RESEARCH clearly shows the benefits of Umbilical Cord/Wharton’s Jelly MSC (mesenchymal stem cells) versus MSC from Bone Marrow or Adipose Tissue:

The number of stem cells in our body dramatically drops as we age:

“Young” stem cells (MSC from the umbilical cord matrix):

• Are obtained from non-invasive procedures unlike liposuction or bone marrow collection, which increase risk, cost and liability.
• Are more robust and therefore are able to replicate at greater and faster rates. The range and level of specific cytokines is greater than those expressed by adult MSC. Sustain less damage from reactive oxygen species (ROS).
• Have a much greater and quicker healing outcome.
• Have a higher proliferative capacity.
• Have a stronger inflammatory protective effect and a strong migratory ability toward the site of inflammation.
• Have many more variety of growth factors, especially bFGF 20.
• Have the ability to differentiate into adipogenic, osteogenic, chondrogenic, neural cells and Schwann cells; and help organize tendon collagen fibers and induce hepatocyte differentiation.
• Have been shown to differentiate into nervous system cells, liver, pancreas, heart, and other organs of the body.
• Retain telomere at the highest possible length which protects them from premature loss of viability.
• Provoke little to no immune response when transplanted; cell rejection is not an issue and human leukocyte antigen (HLA) matching is not necessary (as with adult stem cells).
• Have Immunomodulatory properties: they do not pose risk for metastasis of tumor cells and in fact promote proteins that halt the cell cycle of cancer cells and promote tumor suppressing genes.
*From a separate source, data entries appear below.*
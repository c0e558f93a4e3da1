//! Snapshot component loading.
//!
//! A snapshot keeps each component in its own directory:
//!
//! ```text
//! <root>/quantization_manifest.json      (optional)
//! <root>/<component>/config.json
//! <root>/<component>/*.safetensors
//! ```
//!
//! [`load_component`] opens every archive of a component, maps its keys,
//! applies layout transforms, resolves quantization and swaps in prepacked
//! layers. Only the permuted kernels are copied; everything else stays a view
//! into the memory-mapped archives.

use mosaic_abstraction::ComponentKind;
use std::collections::HashSet;
use std::path::{Path, PathBuf};
use std::sync::Arc;
use tracing::{info, warn};

use crate::archive::{TensorArchive, TensorRecord};
use crate::dtype::DType;
use crate::error::{KeyMappingError, WeightsError, WeightsResult};
use crate::layout::{decode_to_f32, permute_nchw_to_nhwc};
use crate::mapper::{KeyTransform, WeightKeyMapper};
use crate::quantization::{LayerQuantization, QuantizationPlan, QuantizationPlanResolver};

pub const CONFIG_FILE: &str = "config.json";
pub const MANIFEST_FILE: &str = "quantization_manifest.json";
pub const ARCHIVE_EXTENSION: &str = "safetensors";

/// Filesystem layout of a model snapshot.
#[derive(Debug, Clone, PartialEq, Eq, Hash)]
pub struct SnapshotLayout {
    root: PathBuf,
}

impl SnapshotLayout {
    #[must_use]
    pub fn new(root: impl Into<PathBuf>) -> Self {
        Self { root: root.into() }
    }

    #[must_use]
    pub fn root(&self) -> &Path {
        &self.root
    }

    #[must_use]
    pub fn component_dir(&self, kind: ComponentKind) -> PathBuf {
        self.root.join(kind.directory())
    }

    #[must_use]
    pub fn config_path(&self, kind: ComponentKind) -> PathBuf {
        self.component_dir(kind).join(CONFIG_FILE)
    }

    #[must_use]
    pub fn manifest_path(&self) -> PathBuf {
        self.root.join(MANIFEST_FILE)
    }

    /// Archives of a component, sorted by file name.
    pub fn archive_paths(&self, kind: ComponentKind) -> WeightsResult<Vec<PathBuf>> {
        let dir = self.component_dir(kind);
        let missing = || WeightsError::MissingArchives {
            component: kind.to_string(),
            path: dir.display().to_string(),
        };
        let entries = match std::fs::read_dir(&dir) {
            Ok(entries) => entries,
            Err(e) if e.kind() == std::io::ErrorKind::NotFound => return Err(missing()),
            Err(e) => return Err(e.into()),
        };

        let mut paths = Vec::new();
        for entry in entries {
            let path = entry?.path();
            if path.extension().is_some_and(|ext| ext == ARCHIVE_EXTENSION) {
                paths.push(path);
            }
        }
        paths.sort();
        if paths.is_empty() {
            return Err(missing());
        }
        Ok(paths)
    }
}

/// Bytes backing a loaded parameter.
#[derive(Debug, Clone)]
pub enum ParameterData {
    /// View into a memory-mapped archive.
    Mapped {
        archive: Arc<TensorArchive>,
        record: TensorRecord,
    },
    /// Bytes produced by a layout transform.
    Owned(Arc<[u8]>),
}

impl ParameterData {
    pub fn bytes(&self) -> WeightsResult<&[u8]> {
        match self {
            Self::Mapped { archive, record } => archive.read_bytes(record),
            Self::Owned(bytes) => Ok(&bytes[..]),
        }
    }
}

/// A parameter ready to be assigned to the engine's module tree.
#[derive(Debug, Clone)]
pub struct LoadedParameter {
    pub module_path: String,
    pub dtype: DType,
    pub shape: Vec<usize>,
    pub transform: KeyTransform,
    /// Whether the bytes come from a prepacked quantized file.
    pub prepacked: bool,
    pub data: ParameterData,
}

impl LoadedParameter {
    /// Decode a floating-point parameter to `f32` values.
    pub fn to_f32(&self) -> WeightsResult<Vec<f32>> {
        decode_to_f32(self.data.bytes()?, self.dtype)
    }
}

/// Every parameter of one component plus its quantization plan.
#[derive(Debug, Clone)]
pub struct ComponentWeights {
    pub kind: ComponentKind,
    pub parameters: Vec<LoadedParameter>,
    pub quantization: QuantizationPlan,
    /// Keys that could not be mapped; the load went ahead without them.
    pub unmapped: Vec<KeyMappingError>,
}

impl ComponentWeights {
    #[must_use]
    pub fn get(&self, module_path: &str) -> Option<&LoadedParameter> {
        self.parameters.iter().find(|p| p.module_path == module_path)
    }

    #[must_use]
    pub fn len(&self) -> usize {
        self.parameters.len()
    }

    #[must_use]
    pub fn is_empty(&self) -> bool {
        self.parameters.is_empty()
    }

    /// Total size of all parameters in bytes.
    #[must_use]
    pub fn total_bytes(&self) -> usize {
        self.parameters
            .iter()
            .map(|p| p.shape.iter().product::<usize>() * p.dtype.size())
            .sum()
    }

    /// Quantization of the layer owning a parameter (`a.b.weight` -> layer `a.b`).
    #[must_use]
    pub fn layer_quantization(&self, module_path: &str) -> LayerQuantization<'_> {
        let layer = module_path.rsplit_once('.').map_or(module_path, |(layer, _)| layer);
        self.quantization.lookup(layer)
    }
}

/// Parameters a component cannot run without.
#[must_use]
pub fn required_parameters(kind: ComponentKind) -> &'static [&'static str] {
    match kind {
        ComponentKind::Transformer | ComponentKind::LayeredTransformer => {
            &["img_in.weight", "proj_out.weight"]
        }
        ComponentKind::Vae => &["decoder.conv_in.weight"],
        ComponentKind::TextEncoder => &["language_model.embed_tokens.weight"],
    }
}

/// Load one component of a snapshot.
pub fn load_component(
    layout: &SnapshotLayout,
    kind: ComponentKind,
    mapper: &WeightKeyMapper,
) -> WeightsResult<ComponentWeights> {
    let mut parameters: Vec<LoadedParameter> = Vec::new();
    let mut unmapped = Vec::new();

    for path in layout.archive_paths(kind)? {
        let archive = Arc::new(TensorArchive::open(&path)?);
        let plan = mapper.plan(&archive, kind);
        unmapped.extend(plan.failures);

        for assignment in plan.assignments {
            let record = assignment.source;
            let parameter = match assignment.transform {
                KeyTransform::TransposeConvNchwToNhwc if !record.dtype.is_float() => {
                    unmapped.push(KeyMappingError::new(
                        &record.name,
                        format!("convolution kernel has non-float dtype {}", record.dtype),
                    ));
                    continue;
                }
                KeyTransform::TransposeConvNchwToNhwc => {
                    let bytes = archive.read_bytes(&record)?;
                    match permute_nchw_to_nhwc(&record.name, bytes, &record.shape, record.dtype.size()) {
                        Ok((permuted, shape)) => LoadedParameter {
                            module_path: assignment.module_path,
                            dtype: record.dtype,
                            shape,
                            transform: assignment.transform,
                            prepacked: false,
                            data: ParameterData::Owned(permuted.into()),
                        },
                        Err(e) => {
                            unmapped.push(KeyMappingError::new(&record.name, e.to_string()));
                            continue;
                        }
                    }
                }
                KeyTransform::None | KeyTransform::RenameOnly => LoadedParameter {
                    module_path: assignment.module_path,
                    dtype: record.dtype,
                    shape: record.shape.clone(),
                    transform: assignment.transform,
                    prepacked: false,
                    data: ParameterData::Mapped { archive: Arc::clone(&archive), record },
                },
            };
            parameters.push(parameter);
        }
    }

    let quantization = match QuantizationPlanResolver::new(kind.directory())
        .resolve(&layout.config_path(kind), Some(&layout.manifest_path()))
    {
        Ok(plan) => plan,
        Err(WeightsError::NoQuantization(_)) => QuantizationPlan::unquantized(),
        Err(e) => return Err(e),
    };

    swap_in_prepacked(&mut parameters, &quantization)?;

    let present: HashSet<&str> = parameters.iter().map(|p| p.module_path.as_str()).collect();
    let missing: Vec<String> = required_parameters(kind)
        .iter()
        .filter(|name| !present.contains(*name))
        .map(ToString::to_string)
        .collect();

    if !unmapped.is_empty() {
        warn!(
            component = %kind,
            count = unmapped.len(),
            keys = ?unmapped.iter().map(|f| f.key.as_str()).collect::<Vec<_>>(),
            "Skipped unmapped checkpoint keys"
        );
    }
    if !missing.is_empty() {
        return Err(WeightsError::MissingRequiredKeys { component: kind.to_string(), missing, unmapped });
    }

    let weights = ComponentWeights { kind, parameters, quantization, unmapped };
    info!(
        component = %kind,
        root = %layout.root().display(),
        parameters = weights.len(),
        bytes = weights.total_bytes(),
        quantization = %weights.quantization.descriptor(),
        "Loaded component weights"
    );
    Ok(weights)
}

/// Replace the float tensors of prepacked layers with the tensors of their quantized file.
fn swap_in_prepacked(parameters: &mut Vec<LoadedParameter>, plan: &QuantizationPlan) -> WeightsResult<()> {
    let mut layers: Vec<_> = plan.prepacked_layers().iter().collect();
    layers.sort_by(|a, b| a.0.cmp(b.0));

    for (layer, prepacked) in layers {
        let archive = Arc::new(TensorArchive::open(&prepacked.quantized_file)?);
        let prefix = format!("{layer}.");
        parameters.retain(|p| !p.module_path.starts_with(&prefix));

        for record in archive.tensors() {
            parameters.push(LoadedParameter {
                module_path: format!("{prefix}{}", record.name),
                dtype: record.dtype,
                shape: record.shape.clone(),
                transform: KeyTransform::None,
                prepacked: true,
                data: ParameterData::Mapped { archive: Arc::clone(&archive), record: record.clone() },
            });
        }
    }
    Ok(())
}
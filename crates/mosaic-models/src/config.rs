//! Broker and session configuration.
//!
//! Loaded from TOML, by default from `~/.mosaic/config.toml`.

use mosaic_weights::ChannelOrder;
use serde::{Deserialize, Serialize};
use std::path::{Path, PathBuf};
use thiserror::Error;

use crate::cache::HashMode;
use crate::resource::CachePreset;

/// Per-session options, fixed when the session is created.
#[derive(Debug, Clone, PartialEq, Eq, Hash, Serialize, Deserialize)]
pub struct SessionConfig {
    /// Drop encoder weights after every encode that ran the engine.
    #[serde(default)]
    pub release_encoders_after_encoding: bool,

    /// Capacity of each of the session's conditioning caches (default: 32).
    #[serde(default = "default_max_cached_embeddings")]
    pub max_cached_embeddings: usize,

    /// Compute-cache byte budget, overriding the broker's preset.
    #[serde(default)]
    pub compute_cache_limit: Option<u64>,

    /// How image bytes are fingerprinted for cache keys.
    #[serde(default)]
    pub hash_mode: HashMode,
}

fn default_max_cached_embeddings() -> usize {
    32
}

impl Default for SessionConfig {
    fn default() -> Self {
        Self {
            release_encoders_after_encoding: false,
            max_cached_embeddings: default_max_cached_embeddings(),
            compute_cache_limit: None,
            hash_mode: HashMode::default(),
        }
    }
}

impl SessionConfig {
    /// Validate the session configuration.
    ///
    /// # Errors
    /// Returns `BrokerConfigError::InvalidValue` if a value is out of range.
    pub fn validate(&self) -> BrokerConfigResult<()> {
        if self.max_cached_embeddings == 0 {
            return Err(BrokerConfigError::InvalidValue(
                "max_cached_embeddings must be greater than 0".to_string(),
            ));
        }
        if self.compute_cache_limit == Some(0) {
            return Err(BrokerConfigError::InvalidValue(
                "compute_cache_limit must be greater than 0".to_string(),
            ));
        }
        Ok(())
    }
}

/// Broker-wide configuration.
#[derive(Debug, Clone, Default, PartialEq, Eq, Serialize, Deserialize)]
pub struct BrokerConfig {
    /// Compute-cache preset applied to every loaded engine.
    #[serde(default)]
    pub resource_preset: CachePreset,

    /// Explicit compute-cache byte budget, overriding the preset.
    #[serde(default)]
    pub compute_cache_limit: Option<u64>,

    /// Convolution kernel layout expected by the engine.
    #[serde(default)]
    pub channel_order: ChannelOrder,

    /// Defaults for sessions created without an explicit configuration.
    #[serde(default)]
    pub session: SessionConfig,
}

/// Errors that can occur during configuration loading.
#[derive(Debug, Error)]
pub enum BrokerConfigError {
    /// Configuration file not found.
    #[error("Configuration file not found: {0}")]
    NotFound(String),

    /// Failed to read or write the configuration file.
    #[error("Failed to read configuration file: {0}")]
    ReadError(String),

    /// Failed to parse the configuration file.
    #[error("Failed to parse configuration file: {0}")]
    ParseError(String),

    /// Invalid configuration value.
    #[error("Invalid configuration value: {0}")]
    InvalidValue(String),
}

/// Result type for configuration operations.
pub type BrokerConfigResult<T> = std::result::Result<T, BrokerConfigError>;

impl BrokerConfig {
    /// Validate the broker configuration and its session defaults.
    ///
    /// # Errors
    /// Returns `BrokerConfigError::InvalidValue` if a value is out of range.
    pub fn validate(&self) -> BrokerConfigResult<()> {
        if self.compute_cache_limit == Some(0) {
            return Err(BrokerConfigError::InvalidValue(
                "compute_cache_limit must be greater than 0".to_string(),
            ));
        }
        self.session.validate()
    }

    /// Load configuration from a TOML file.
    ///
    /// # Errors
    /// Returns an error if the file is missing, unreadable, malformed or invalid.
    pub fn load_from_file(path: &Path) -> BrokerConfigResult<Self> {
        if !path.exists() {
            return Err(BrokerConfigError::NotFound(path.display().to_string()));
        }

        let content = std::fs::read_to_string(path)
            .map_err(|e| BrokerConfigError::ReadError(format!("{}: {e}", path.display())))?;

        let config: Self = toml::from_str(&content)
            .map_err(|e| BrokerConfigError::ParseError(format!("{}: {e}", path.display())))?;
        config.validate()?;
        Ok(config)
    }

    /// Save configuration to a TOML file, creating parent directories.
    ///
    /// # Errors
    /// Returns an error if serialization or the write fails.
    pub fn save_to_file(&self, path: &Path) -> BrokerConfigResult<()> {
        let content = toml::to_string_pretty(self)
            .map_err(|e| BrokerConfigError::ParseError(format!("Failed to serialize: {e}")))?;

        if let Some(parent) = path.parent() {
            std::fs::create_dir_all(parent).map_err(|e| {
                BrokerConfigError::ReadError(format!("Failed to create directory: {e}"))
            })?;
        }

        std::fs::write(path, content)
            .map_err(|e| BrokerConfigError::ReadError(format!("Failed to write file: {e}")))?;

        Ok(())
    }

    /// Default global configuration file path.
    #[must_use]
    pub fn default_global_path() -> PathBuf {
        std::env::var("HOME")
            .map_or_else(|_| PathBuf::from("."), PathBuf::from)
            .join(".mosaic")
            .join("config.toml")
    }
}
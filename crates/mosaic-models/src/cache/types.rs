//! Core data types for conditioning caches.

use mosaic_abstraction::PipelineIdentity;
use serde::{Deserialize, Serialize};
use sha2::{Digest, Sha256};
use std::fmt;
use std::time::Instant;

/// Bytes taken from each end of a file by the sampled fingerprint.
const SAMPLE_EDGE_BYTES: usize = 64 * 1024;
/// Number of interior windows hashed by the sampled fingerprint.
const SAMPLE_WINDOWS: usize = 32;
/// Size of each interior window.
const SAMPLE_WINDOW_BYTES: usize = 4 * 1024;

/// Keys that belong to one model snapshot. Used for model-wide invalidation.
pub trait ModelScoped {
    fn model_id(&self) -> &str;
    fn revision(&self) -> &str;
}

/// Cache key for prompt embeddings.
///
/// Every field participates in equality; the quantization descriptor keeps
/// embeddings from differently quantized encoders apart.
#[derive(Debug, Clone, PartialEq, Eq, Hash)]
pub struct PromptCacheKey {
    pub model_id: String,
    pub revision: String,
    pub quantization: String,
    pub prompt: String,
}

impl PromptCacheKey {
    #[must_use]
    pub fn new(identity: &PipelineIdentity, quantization: &str, prompt: &str) -> Self {
        Self {
            model_id: identity.model_id.clone(),
            revision: identity.revision.clone(),
            quantization: quantization.to_string(),
            prompt: prompt.to_string(),
        }
    }
}

impl ModelScoped for PromptCacheKey {
    fn model_id(&self) -> &str {
        &self.model_id
    }

    fn revision(&self) -> &str {
        &self.revision
    }
}

/// How image bytes are fingerprinted.
#[derive(Debug, Clone, Copy, PartialEq, Eq, Hash, Default, Serialize, Deserialize)]
#[serde(rename_all = "snake_case")]
pub enum HashMode {
    /// SHA-256 over every byte.
    #[default]
    Full,
    /// SHA-256 over the length, both ends and evenly spaced interior windows.
    /// Much faster on large files, but can miss edits between windows.
    Sampled,
}

/// Content fingerprint of an encoded image file.
///
/// Always computed from the bytes as read from disk, never from decoded pixels,
/// so the same file fingerprints the same regardless of how it is decoded later.
#[derive(Debug, Clone, PartialEq, Eq, Hash)]
pub enum ImageFingerprint {
    Full(String),
    Sampled(String),
}

impl ImageFingerprint {
    #[must_use]
    pub fn compute(bytes: &[u8], mode: HashMode) -> Self {
        match mode {
            HashMode::Full => Self::full(bytes),
            HashMode::Sampled => Self::sampled(bytes),
        }
    }

    #[must_use]
    pub fn full(bytes: &[u8]) -> Self {
        Self::Full(hex::encode(Sha256::digest(bytes)))
    }

    #[must_use]
    pub fn sampled(bytes: &[u8]) -> Self {
        let mut hasher = Sha256::new();
        hasher.update((bytes.len() as u64).to_le_bytes());

        if bytes.len() <= 2 * SAMPLE_EDGE_BYTES + SAMPLE_WINDOWS * SAMPLE_WINDOW_BYTES {
            hasher.update(bytes);
        } else {
            hasher.update(&bytes[..SAMPLE_EDGE_BYTES]);
            let interior = &bytes[SAMPLE_EDGE_BYTES..bytes.len() - SAMPLE_EDGE_BYTES];
            let stride = interior.len() / SAMPLE_WINDOWS;
            for window in 0..SAMPLE_WINDOWS {
                let start = window * stride;
                hasher.update(&interior[start..start + SAMPLE_WINDOW_BYTES.min(stride)]);
            }
            hasher.update(&bytes[bytes.len() - SAMPLE_EDGE_BYTES..]);
        }

        Self::Sampled(hex::encode(hasher.finalize()))
    }

    /// The hex digest.
    #[must_use]
    pub fn digest(&self) -> &str {
        match self {
            Self::Full(digest) | Self::Sampled(digest) => digest,
        }
    }
}

impl fmt::Display for ImageFingerprint {
    fn fmt(&self, f: &mut fmt::Formatter<'_>) -> fmt::Result {
        match self {
            Self::Full(digest) => write!(f, "sha256:{digest}"),
            Self::Sampled(digest) => write!(f, "sampled-sha256:{digest}"),
        }
    }
}

/// Cache key for image-conditioned encodings.
#[derive(Debug, Clone, PartialEq, Eq, Hash)]
pub struct ImageCaptionKey {
    pub model_id: String,
    pub revision: String,
    pub prompt: String,
    pub negative_prompt: Option<String>,
    pub image_hash: ImageFingerprint,
}

impl ImageCaptionKey {
    /// Build a key from the encoded image file bytes.
    #[must_use]
    pub fn from_image_data(
        identity: &PipelineIdentity,
        prompt: &str,
        negative_prompt: Option<&str>,
        image_data: &[u8],
        mode: HashMode,
    ) -> Self {
        Self::new(identity, prompt, negative_prompt, ImageFingerprint::compute(image_data, mode))
    }

    /// Build a key from a fingerprint computed earlier.
    #[must_use]
    pub fn new(
        identity: &PipelineIdentity,
        prompt: &str,
        negative_prompt: Option<&str>,
        image_hash: ImageFingerprint,
    ) -> Self {
        Self {
            model_id: identity.model_id.clone(),
            revision: identity.revision.clone(),
            prompt: prompt.to_string(),
            negative_prompt: negative_prompt.map(ToString::to_string),
            image_hash,
        }
    }
}

impl ModelScoped for ImageCaptionKey {
    fn model_id(&self) -> &str {
        &self.model_id
    }

    fn revision(&self) -> &str {
        &self.revision
    }
}

/// A cached artifact with usage metadata.
#[derive(Debug, Clone)]
pub struct CacheEntry<V> {
    /// The cached conditioning artifact.
    pub artifact: V,
    /// Optional counterpart, e.g. the negative-prompt encoding.
    pub secondary: Option<V>,
    /// When the entry was first inserted.
    pub created_at: Instant,
    /// Number of times the entry was stored or hit. Starts at 1.
    pub access_count: u64,
    /// Insertion order, breaks ties between entries created in the same instant.
    pub(crate) sequence: u64,
}

impl<V> CacheEntry<V> {
    pub(crate) fn new(artifact: V, secondary: Option<V>, sequence: u64) -> Self {
        Self {
            artifact,
            secondary,
            created_at: Instant::now(),
            access_count: 1,
            sequence,
        }
    }

    /// Record a hit.
    pub fn touch(&mut self) {
        self.access_count += 1;
    }

    /// Eviction order: fewest accesses first, then oldest.
    pub(crate) fn eviction_rank(&self) -> (u64, Instant, u64) {
        (self.access_count, self.created_at, self.sequence)
    }
}

/// Cache statistics for observability.
#[derive(Debug, Clone, Default, PartialEq, Eq, Serialize)]
pub struct CacheStats {
    /// Total number of cache hits.
    pub total_hits: u64,
    /// Total number of cache misses.
    pub total_misses: u64,
    /// Total number of capacity evictions.
    pub total_evictions: u64,
    /// Current number of entries.
    pub cache_size: usize,
}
All the above research facts (references listed below) are easily illustrated in the following real-life example:

How long does it take for a young child to heal from a minor cut or bruise? 24-48 hours, correct? How is the recovery for yourself and other adults? It may take several weeks or even longer in fact. The reason is the healing properties of the young child are at their peak. The young MSC (mesynchymal stem cells) have a far greater and faster healing capacity than our aged body stem cells.

Besides the significantly reduced QUANTITY and QUALITY of adult derived MSC, the other essential components for effective tissue repair and tissue engineering are missing with adult stem cell therapies. These other essential components include growth factors, cytokines, HA (hyaluronic acid), and several other bio-active molecules.

CONCLUSION:

THE YOUNGER THE STEM CELLS,

THE MORE POWERFUL THE STEM CELLS.

Stem cells from the newborn are much higher in quantity and have the ability to replicate much faster. Therefore, young stem cells heal, repair, modulate and renew soft tissue much better and much faster.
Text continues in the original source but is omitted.